» **Data records**
BEGIN
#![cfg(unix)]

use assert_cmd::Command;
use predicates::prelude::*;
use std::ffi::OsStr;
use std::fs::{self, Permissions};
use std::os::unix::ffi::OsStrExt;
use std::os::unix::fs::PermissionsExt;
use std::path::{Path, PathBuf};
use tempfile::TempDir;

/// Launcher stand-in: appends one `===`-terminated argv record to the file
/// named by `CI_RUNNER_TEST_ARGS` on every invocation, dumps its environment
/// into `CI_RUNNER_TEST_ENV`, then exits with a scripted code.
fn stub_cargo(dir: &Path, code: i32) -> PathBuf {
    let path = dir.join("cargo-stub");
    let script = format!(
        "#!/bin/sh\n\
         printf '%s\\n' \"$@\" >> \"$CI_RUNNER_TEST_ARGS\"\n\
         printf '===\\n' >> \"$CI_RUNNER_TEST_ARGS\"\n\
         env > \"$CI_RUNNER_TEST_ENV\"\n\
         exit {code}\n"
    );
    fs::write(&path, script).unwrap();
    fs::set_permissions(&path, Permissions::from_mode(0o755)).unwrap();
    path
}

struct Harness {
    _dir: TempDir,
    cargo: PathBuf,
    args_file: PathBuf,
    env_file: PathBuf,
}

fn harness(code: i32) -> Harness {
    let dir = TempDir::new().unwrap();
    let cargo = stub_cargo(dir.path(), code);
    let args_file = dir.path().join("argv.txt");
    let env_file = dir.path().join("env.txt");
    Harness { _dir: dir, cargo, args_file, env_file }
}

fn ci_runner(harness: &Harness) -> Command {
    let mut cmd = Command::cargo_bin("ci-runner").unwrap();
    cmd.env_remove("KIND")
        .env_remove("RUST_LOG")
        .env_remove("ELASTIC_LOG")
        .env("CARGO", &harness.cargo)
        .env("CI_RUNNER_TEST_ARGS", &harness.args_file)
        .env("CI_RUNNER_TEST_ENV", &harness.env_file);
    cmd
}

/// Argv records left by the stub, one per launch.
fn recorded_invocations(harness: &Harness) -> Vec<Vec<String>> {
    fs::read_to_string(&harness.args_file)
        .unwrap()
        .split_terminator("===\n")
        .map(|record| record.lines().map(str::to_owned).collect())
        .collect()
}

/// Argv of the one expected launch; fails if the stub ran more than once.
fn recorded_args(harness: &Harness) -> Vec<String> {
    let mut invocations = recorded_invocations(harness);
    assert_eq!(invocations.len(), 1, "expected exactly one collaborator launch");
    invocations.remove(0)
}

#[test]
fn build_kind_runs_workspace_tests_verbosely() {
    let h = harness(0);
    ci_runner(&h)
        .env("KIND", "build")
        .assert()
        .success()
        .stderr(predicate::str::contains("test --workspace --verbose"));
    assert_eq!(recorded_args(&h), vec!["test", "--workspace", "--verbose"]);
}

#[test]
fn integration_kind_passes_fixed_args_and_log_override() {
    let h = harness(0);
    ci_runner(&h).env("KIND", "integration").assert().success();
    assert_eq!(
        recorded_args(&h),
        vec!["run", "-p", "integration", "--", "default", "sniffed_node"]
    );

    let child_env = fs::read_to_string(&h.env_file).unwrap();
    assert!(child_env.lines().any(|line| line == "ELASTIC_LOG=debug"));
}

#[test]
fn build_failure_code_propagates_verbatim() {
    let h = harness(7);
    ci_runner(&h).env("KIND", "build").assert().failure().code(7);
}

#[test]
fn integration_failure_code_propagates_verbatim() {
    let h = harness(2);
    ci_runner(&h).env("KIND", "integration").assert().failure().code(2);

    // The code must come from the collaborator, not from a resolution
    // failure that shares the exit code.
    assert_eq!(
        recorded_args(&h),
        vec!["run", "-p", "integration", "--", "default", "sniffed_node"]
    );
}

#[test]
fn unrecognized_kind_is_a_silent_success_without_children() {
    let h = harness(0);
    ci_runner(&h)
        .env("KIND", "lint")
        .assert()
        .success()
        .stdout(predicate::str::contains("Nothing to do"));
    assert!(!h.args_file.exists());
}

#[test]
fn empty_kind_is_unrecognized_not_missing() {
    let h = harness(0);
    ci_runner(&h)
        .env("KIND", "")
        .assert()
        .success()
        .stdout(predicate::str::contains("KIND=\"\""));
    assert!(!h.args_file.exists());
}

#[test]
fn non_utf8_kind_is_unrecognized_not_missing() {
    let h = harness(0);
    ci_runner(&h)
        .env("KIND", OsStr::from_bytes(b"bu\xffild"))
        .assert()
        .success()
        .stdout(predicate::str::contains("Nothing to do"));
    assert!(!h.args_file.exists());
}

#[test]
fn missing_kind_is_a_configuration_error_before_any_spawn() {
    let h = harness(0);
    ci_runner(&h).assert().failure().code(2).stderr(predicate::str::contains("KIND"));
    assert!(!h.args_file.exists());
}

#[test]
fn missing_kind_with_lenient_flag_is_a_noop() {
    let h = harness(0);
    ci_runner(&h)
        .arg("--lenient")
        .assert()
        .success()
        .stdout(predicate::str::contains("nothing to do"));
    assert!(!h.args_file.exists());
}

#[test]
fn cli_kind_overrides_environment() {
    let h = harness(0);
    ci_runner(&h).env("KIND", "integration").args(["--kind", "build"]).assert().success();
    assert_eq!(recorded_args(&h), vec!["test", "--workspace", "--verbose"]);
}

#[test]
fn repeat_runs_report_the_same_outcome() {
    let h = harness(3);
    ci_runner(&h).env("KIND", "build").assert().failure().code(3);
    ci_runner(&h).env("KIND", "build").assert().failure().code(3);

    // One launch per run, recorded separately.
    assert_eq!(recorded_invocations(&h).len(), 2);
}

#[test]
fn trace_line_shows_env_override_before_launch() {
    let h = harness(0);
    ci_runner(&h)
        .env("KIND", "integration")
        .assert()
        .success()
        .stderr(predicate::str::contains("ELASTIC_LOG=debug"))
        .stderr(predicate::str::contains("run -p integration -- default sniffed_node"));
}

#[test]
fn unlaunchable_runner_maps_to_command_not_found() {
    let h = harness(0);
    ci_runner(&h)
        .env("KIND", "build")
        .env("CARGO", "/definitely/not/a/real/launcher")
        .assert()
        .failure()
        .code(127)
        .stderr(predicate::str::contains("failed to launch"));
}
END
BEGIN
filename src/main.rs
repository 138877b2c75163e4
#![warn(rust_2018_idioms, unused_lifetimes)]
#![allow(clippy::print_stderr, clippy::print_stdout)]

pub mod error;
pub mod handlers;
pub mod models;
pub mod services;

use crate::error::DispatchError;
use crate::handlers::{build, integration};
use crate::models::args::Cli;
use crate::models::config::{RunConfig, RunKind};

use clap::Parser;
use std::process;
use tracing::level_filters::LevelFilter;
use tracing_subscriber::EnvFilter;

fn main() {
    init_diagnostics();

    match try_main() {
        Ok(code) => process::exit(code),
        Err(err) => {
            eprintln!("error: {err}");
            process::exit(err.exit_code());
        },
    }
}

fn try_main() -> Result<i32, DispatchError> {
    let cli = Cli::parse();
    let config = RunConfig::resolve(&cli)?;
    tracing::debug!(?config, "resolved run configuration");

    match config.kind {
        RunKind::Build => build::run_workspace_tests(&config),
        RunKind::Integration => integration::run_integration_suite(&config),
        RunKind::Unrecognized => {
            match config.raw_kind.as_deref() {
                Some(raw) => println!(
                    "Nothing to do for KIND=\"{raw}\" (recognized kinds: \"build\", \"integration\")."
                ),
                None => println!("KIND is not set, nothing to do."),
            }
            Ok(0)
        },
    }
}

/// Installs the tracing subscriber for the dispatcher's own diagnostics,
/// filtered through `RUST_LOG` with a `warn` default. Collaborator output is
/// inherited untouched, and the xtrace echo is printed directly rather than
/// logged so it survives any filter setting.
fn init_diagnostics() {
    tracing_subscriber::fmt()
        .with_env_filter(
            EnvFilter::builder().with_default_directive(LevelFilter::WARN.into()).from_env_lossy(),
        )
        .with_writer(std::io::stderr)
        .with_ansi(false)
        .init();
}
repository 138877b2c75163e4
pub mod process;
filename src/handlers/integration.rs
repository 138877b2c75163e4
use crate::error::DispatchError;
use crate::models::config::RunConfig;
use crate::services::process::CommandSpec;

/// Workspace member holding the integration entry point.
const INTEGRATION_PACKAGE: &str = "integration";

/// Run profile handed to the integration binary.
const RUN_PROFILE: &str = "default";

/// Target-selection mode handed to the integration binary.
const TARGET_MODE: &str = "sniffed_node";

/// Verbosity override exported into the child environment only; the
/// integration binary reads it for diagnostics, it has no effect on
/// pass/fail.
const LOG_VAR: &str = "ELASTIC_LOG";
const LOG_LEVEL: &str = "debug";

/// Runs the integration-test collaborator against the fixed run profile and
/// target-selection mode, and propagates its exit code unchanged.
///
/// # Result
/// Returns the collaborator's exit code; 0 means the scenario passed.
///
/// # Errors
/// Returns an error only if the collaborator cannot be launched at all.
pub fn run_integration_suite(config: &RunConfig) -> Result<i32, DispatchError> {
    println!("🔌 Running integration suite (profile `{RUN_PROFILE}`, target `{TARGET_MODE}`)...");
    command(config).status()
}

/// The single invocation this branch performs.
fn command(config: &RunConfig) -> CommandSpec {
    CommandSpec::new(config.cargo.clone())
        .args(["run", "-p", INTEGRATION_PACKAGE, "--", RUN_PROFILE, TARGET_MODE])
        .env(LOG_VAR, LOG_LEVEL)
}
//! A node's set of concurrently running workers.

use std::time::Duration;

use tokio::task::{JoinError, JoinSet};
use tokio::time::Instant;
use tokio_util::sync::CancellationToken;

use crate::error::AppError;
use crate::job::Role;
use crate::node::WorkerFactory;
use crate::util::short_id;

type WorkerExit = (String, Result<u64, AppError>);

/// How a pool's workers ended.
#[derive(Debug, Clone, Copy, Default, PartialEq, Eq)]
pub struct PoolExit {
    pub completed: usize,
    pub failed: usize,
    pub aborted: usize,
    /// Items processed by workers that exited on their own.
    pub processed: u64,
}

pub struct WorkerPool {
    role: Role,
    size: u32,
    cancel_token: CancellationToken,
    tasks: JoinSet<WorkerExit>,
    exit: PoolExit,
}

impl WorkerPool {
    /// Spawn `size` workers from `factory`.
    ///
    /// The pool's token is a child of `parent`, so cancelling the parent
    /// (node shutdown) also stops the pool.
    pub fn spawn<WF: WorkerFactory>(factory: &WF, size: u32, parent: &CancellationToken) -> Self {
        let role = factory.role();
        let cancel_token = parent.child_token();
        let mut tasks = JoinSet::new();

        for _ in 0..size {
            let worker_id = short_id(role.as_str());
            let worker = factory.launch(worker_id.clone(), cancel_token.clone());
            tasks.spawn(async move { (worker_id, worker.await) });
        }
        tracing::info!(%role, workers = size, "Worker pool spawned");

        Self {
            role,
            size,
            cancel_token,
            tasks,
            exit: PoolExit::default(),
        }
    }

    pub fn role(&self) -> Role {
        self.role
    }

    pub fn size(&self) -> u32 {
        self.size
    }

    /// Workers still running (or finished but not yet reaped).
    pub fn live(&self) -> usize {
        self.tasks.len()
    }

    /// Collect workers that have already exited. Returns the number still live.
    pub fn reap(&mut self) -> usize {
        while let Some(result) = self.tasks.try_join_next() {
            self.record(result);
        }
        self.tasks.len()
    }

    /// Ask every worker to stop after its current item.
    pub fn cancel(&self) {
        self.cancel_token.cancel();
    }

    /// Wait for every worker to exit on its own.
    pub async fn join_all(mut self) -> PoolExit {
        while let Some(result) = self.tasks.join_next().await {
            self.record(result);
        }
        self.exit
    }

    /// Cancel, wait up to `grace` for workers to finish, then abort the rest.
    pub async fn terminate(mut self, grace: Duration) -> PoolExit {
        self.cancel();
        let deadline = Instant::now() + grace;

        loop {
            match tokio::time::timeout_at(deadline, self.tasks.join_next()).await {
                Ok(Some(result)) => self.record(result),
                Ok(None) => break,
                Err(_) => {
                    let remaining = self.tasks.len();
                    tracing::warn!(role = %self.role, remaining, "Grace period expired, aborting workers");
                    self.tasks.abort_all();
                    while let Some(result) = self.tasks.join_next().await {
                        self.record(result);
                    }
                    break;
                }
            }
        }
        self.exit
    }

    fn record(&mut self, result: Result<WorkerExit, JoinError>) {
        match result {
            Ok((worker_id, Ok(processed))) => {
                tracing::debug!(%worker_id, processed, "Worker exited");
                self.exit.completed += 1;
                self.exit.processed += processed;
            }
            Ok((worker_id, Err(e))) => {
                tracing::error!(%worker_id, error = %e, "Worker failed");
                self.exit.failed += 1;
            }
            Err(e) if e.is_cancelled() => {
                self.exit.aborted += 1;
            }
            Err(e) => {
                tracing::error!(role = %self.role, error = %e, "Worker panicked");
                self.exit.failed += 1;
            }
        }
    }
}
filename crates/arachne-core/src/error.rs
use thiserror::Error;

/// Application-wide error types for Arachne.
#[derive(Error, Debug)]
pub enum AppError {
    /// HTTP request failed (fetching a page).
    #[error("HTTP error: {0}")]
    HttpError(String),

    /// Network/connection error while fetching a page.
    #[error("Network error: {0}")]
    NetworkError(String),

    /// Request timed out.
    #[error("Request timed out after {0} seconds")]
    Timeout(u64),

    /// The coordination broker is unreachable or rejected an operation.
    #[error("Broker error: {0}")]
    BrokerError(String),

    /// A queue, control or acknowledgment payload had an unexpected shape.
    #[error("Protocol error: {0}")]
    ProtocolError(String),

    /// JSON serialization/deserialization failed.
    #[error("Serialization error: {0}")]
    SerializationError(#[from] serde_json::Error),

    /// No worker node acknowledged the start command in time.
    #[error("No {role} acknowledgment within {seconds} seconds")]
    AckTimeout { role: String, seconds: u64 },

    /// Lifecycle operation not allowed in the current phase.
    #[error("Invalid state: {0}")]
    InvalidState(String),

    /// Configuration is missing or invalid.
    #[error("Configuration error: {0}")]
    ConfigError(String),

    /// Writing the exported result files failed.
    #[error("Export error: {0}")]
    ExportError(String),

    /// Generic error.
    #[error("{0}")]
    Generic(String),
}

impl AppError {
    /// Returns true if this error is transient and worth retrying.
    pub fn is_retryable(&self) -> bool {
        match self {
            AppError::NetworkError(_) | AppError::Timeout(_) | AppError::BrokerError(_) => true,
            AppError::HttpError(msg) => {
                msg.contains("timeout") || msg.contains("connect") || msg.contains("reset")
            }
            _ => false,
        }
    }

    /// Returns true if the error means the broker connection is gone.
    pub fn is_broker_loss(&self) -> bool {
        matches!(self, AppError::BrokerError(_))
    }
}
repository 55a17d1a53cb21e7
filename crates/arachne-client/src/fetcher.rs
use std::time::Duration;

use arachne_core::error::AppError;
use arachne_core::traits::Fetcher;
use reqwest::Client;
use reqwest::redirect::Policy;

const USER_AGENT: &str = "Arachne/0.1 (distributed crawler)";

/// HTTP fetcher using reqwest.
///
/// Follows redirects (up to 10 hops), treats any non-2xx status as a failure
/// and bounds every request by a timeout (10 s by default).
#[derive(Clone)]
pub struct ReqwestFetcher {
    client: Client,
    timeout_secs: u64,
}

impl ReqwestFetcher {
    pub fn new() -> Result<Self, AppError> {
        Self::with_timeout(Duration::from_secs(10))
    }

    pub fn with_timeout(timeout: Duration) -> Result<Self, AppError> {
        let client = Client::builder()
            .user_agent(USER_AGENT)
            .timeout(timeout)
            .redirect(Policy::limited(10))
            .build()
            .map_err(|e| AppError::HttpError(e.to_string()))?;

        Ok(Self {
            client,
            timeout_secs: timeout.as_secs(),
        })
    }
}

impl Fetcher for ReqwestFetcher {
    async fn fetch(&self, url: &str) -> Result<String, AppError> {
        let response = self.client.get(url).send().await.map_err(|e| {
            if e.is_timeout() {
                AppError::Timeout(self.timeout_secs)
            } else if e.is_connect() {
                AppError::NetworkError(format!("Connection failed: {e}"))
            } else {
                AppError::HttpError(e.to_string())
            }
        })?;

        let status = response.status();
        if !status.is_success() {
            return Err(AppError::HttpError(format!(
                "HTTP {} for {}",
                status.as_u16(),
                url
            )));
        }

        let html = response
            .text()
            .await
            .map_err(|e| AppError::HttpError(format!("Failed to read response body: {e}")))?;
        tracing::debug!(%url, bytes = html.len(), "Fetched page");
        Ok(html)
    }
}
END
» **Description of the task**
In the entries above, find each line with "fetching" and list it.

» **Answer box**
    /// HTTP request failed (fetching a page).
    /// Network/connection error while fetching a page.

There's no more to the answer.